═════ Given data ═════

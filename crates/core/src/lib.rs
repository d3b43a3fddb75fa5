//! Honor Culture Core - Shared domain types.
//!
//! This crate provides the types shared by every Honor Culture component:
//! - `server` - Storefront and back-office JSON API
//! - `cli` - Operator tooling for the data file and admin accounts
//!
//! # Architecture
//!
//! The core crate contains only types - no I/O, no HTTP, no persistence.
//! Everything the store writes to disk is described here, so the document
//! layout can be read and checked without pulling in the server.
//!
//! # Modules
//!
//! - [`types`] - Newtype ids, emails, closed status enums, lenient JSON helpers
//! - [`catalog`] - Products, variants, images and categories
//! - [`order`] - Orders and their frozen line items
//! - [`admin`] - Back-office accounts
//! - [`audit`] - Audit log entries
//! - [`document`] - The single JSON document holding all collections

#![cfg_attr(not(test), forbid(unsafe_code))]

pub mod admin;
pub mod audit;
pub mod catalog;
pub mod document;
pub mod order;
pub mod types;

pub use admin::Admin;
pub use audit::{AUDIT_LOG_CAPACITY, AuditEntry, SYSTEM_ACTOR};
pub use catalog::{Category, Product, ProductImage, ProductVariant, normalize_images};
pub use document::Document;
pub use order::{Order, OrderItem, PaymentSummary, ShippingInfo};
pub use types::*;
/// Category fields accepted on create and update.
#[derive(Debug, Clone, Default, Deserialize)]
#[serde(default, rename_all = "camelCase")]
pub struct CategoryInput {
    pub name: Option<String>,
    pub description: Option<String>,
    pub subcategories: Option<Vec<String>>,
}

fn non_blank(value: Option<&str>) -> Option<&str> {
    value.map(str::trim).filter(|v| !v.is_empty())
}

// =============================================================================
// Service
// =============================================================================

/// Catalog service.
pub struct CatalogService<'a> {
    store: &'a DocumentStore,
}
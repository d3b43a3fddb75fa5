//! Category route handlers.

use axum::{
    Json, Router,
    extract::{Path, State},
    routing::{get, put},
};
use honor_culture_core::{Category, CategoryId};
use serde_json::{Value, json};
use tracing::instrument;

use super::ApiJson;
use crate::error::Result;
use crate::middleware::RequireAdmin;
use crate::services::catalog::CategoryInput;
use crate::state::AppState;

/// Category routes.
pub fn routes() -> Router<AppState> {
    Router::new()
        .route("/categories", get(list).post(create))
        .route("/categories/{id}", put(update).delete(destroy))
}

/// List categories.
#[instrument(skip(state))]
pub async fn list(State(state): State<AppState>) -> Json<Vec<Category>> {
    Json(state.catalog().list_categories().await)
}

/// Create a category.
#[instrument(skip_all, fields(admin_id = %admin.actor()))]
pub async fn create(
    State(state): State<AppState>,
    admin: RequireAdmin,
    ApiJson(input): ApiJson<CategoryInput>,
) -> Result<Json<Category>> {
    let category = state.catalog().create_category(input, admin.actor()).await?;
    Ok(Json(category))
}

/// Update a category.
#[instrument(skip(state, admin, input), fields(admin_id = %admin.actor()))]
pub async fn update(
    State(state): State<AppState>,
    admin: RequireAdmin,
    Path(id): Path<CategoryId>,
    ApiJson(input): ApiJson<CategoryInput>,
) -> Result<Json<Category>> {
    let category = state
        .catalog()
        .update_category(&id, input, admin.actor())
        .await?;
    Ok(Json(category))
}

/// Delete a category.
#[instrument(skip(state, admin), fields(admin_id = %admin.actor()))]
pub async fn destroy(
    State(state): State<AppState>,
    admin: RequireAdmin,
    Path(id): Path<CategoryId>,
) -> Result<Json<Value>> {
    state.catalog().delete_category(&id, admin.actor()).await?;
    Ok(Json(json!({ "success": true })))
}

═════

Filter the records down to the lines containing the word "await", and copy those.

Reply to the exercise:
    Json(state.catalog().list_categories().await)
    let category = state.catalog().create_category(input, admin.actor()).await?;
        .await?;
    state.catalog().delete_category(&id, admin.actor()).await?;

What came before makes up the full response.